The dynamic forums were quickly followed by online shops like eBay and Amazon. eBay is an auction house. People buy and sell through dynamic auctions on eBay. There were numerous classified ad sites.
Unfortunately, people were reluctant to give their credit card numbers to small web sites. Local states had to charge local sales tax. So people wanted to shop out of state to avoid the tax. The sad result is that Amazon came to dominate ecommerce.
I worked for a telephone company. Our site let people pay their bills, review their voice mail, send text messages, etc.

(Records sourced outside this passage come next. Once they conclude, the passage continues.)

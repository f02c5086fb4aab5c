mod common;

use amqp::auth::{AuthorizationOutcome, TokenRefreshManager};
use amqp::common::AmqpError;
use amqp::connection_manager::AmqpConnection;
use amqp::transport::ResponseCode;
use claims::{assert_err, assert_matches, assert_none, assert_ok};
use common::*;
use futures::StreamExt;
use std::sync::Arc;
use std::time::Duration;
use tokio::time::sleep;

// Helper module for refresh scenarios driven through a full connection
mod refresh_helpers {
    use super::*;

    pub async fn authorized_manager(
        transport: &Arc<FakeTransport>,
    ) -> (AmqpConnection, TokenRefreshManager) {
        let connection = connect(transport);
        let audience = connection.audience_for("telemetry");
        let manager = connection
            .token_manager(&audience, &audience)
            .await
            .expect("token manager");
        (connection, manager)
    }

    pub fn assert_near_540s(delay: Duration) {
        assert!(
            delay >= Duration::from_secs(539) && delay <= Duration::from_secs(540),
            "unexpected refresh delay {delay:?}"
        );
    }

    /// True when no outcome arrives within one (virtual) millisecond
    pub async fn no_outcome_pending(
        outcomes: &mut futures::stream::BoxStream<'static, AuthorizationOutcome>,
    ) -> bool {
        tokio::time::timeout(Duration::from_millis(1), outcomes.next())
            .await
            .is_err()
    }
}

use refresh_helpers::*;

mod scheduled_refresh {
    use super::*;

    #[tokio::test(start_paused = true)]
    async fn refresh_fires_after_ninety_percent_of_validity() {
        let transport = FakeTransport::new().build();
        let broker = transport.broker();
        let (_connection, manager) = authorized_manager(&transport).await;
        let mut outcomes = manager.outcomes();

        let delay = assert_ok!(manager.authorize().await);
        assert_near_540s(delay);
        assert_near_540s(manager.last_refresh_interval());

        sleep(Duration::from_secs(500)).await;
        assert_eq!(broker.put_tokens().len(), 1);
        assert!(no_outcome_pending(&mut outcomes).await);

        sleep(Duration::from_secs(41)).await;
        assert_eq!(broker.put_tokens().len(), 2);
        assert_matches!(outcomes.next().await, Some(AuthorizationOutcome::Accepted));
        assert!(manager.is_armed());
    }

    #[tokio::test(start_paused = true)]
    async fn transient_refresh_failure_is_silent_and_retried() {
        let transport = FakeTransport::new().build();
        let broker = transport.broker();
        broker.script_cbs([ResponseCode::Accepted, ResponseCode::ServiceUnavailable]);
        let (_connection, manager) = authorized_manager(&transport).await;
        let mut outcomes = manager.outcomes();

        let delay = assert_ok!(manager.authorize().await);

        sleep(Duration::from_secs(541)).await;
        assert_eq!(broker.put_tokens().len(), 2);
        assert!(no_outcome_pending(&mut outcomes).await);
        assert_eq!(manager.last_refresh_interval(), delay);
        assert!(manager.is_armed());

        sleep(Duration::from_secs(540)).await;
        assert_eq!(broker.put_tokens().len(), 3);
        assert_matches!(outcomes.next().await, Some(AuthorizationOutcome::Accepted));
    }

    #[tokio::test(start_paused = true)]
    async fn rejected_refresh_is_published_once_and_stops_schedule() {
        let transport = FakeTransport::new().build();
        let broker = transport.broker();
        broker.script_cbs([ResponseCode::Accepted, ResponseCode::Unauthorized]);
        let (_connection, manager) = authorized_manager(&transport).await;
        let mut outcomes = manager.outcomes();

        assert_ok!(manager.authorize().await);

        sleep(Duration::from_secs(541)).await;
        match outcomes.next().await {
            Some(AuthorizationOutcome::Failed(error)) => {
                assert!(error.is_authentication_error());
                assert_eq!(error.response_code(), Some(ResponseCode::Unauthorized));
            }
            other => panic!("expected a failed outcome, got {other:?}"),
        }
        assert!(!manager.is_armed());

        sleep(Duration::from_secs(3_000)).await;
        assert_eq!(broker.put_tokens().len(), 2);
        assert!(no_outcome_pending(&mut outcomes).await);

        // An explicit authorize re-arms the schedule
        assert_ok!(manager.authorize().await);
        assert!(manager.is_armed());
        sleep(Duration::from_secs(541)).await;
        assert_eq!(broker.put_tokens().len(), 4);
        assert_matches!(outcomes.next().await, Some(AuthorizationOutcome::Accepted));
    }
}

mod disposal {
    use super::*;

    #[tokio::test(start_paused = true)]
    async fn closed_manager_rejects_authorize_without_round_trip() {
        let transport = FakeTransport::new().build();
        let broker = transport.broker();
        let (connection, manager) = authorized_manager(&transport).await;
        let mut outcomes = manager.outcomes();

        assert_ok!(manager.authorize().await);
        manager.close();
        manager.close();

        let error = assert_err!(manager.authorize().await);
        assert_matches!(error, AmqpError::Disposed { .. });
        assert_none!(outcomes.next().await);

        sleep(Duration::from_secs(2_000)).await;
        assert_eq!(broker.put_tokens().len(), 1);
        assert_matches!(connection.state(), amqp::connection_manager::ConnectionState::Active);
    }

    #[tokio::test(start_paused = true)]
    async fn independent_audiences_refresh_independently() {
        let transport = FakeTransport::new().build();
        let broker = transport.broker();
        let connection = connect(&transport);
        let orders = connection.audience_for("orders");
        let billing = connection.audience_for("billing");

        let first = assert_ok!(connection.token_manager(&orders, &orders).await);
        let second = assert_ok!(connection.token_manager(&billing, &billing).await);
        assert_ok!(first.authorize().await);
        assert_ok!(second.authorize().await);

        second.close();
        sleep(Duration::from_secs(541)).await;

        let refreshed: Vec<_> = broker
            .put_tokens()
            .into_iter()
            .filter_map(|request| request.property("name").map(str::to_string))
            .collect();
        assert_eq!(refreshed, vec![orders.clone(), billing, orders]);
        assert!(first.is_armed());
    }
}
//! Credentials and token refresh.
//!
//! - [`TokenProvider`] - source of tokens for an audience
//! - [`SharedAccessKeyCredential`] - signs SAS tokens from a shared access key
//! - [`ConnectionStringProperties`] - parsed `Endpoint=...;SharedAccessKey...` strings
//! - [`TokenRefreshManager`] - keeps one audience authorized on a connection

pub mod connection_string;
pub mod provider;
pub mod sas_token_generator;
pub mod token_refresh_manager;

pub use connection_string::ConnectionStringProperties;
pub use provider::{AccessToken, AuthorizationType, TokenProvider};
pub use sas_token_generator::{
    SasTokenGenerator, SharedAccessKeyCredential, SharedAccessSignatureCredential,
};
pub use token_refresh_manager::{AuthorizationOutcome, TokenRefreshManager, refresh_delay};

Most of the early sites were dynamic.
Google came along. The PR algorithm of Google favored static pages which were keyword rich. The Web Archive archived static pages. This might give the illusion that the web was flat, but it was dynamic.
Google favored blogs to online forums. I guess you could call blogs read only. Most blogs allowed user comments and included guestbooks and featured things like Webrings.
Spammers attacked routinely attacked any open feature on a blog and blogs reduced their use of community features.
The term Web 2.0 was used to describe web sites designed for smart phones. Twitter was initially built on the concept of text messaging which is why they had the 144 character limit for tweets.
The claim that Web 1.0 was nothing but static pages is an outright lie.
RE: What is next after web 3.0?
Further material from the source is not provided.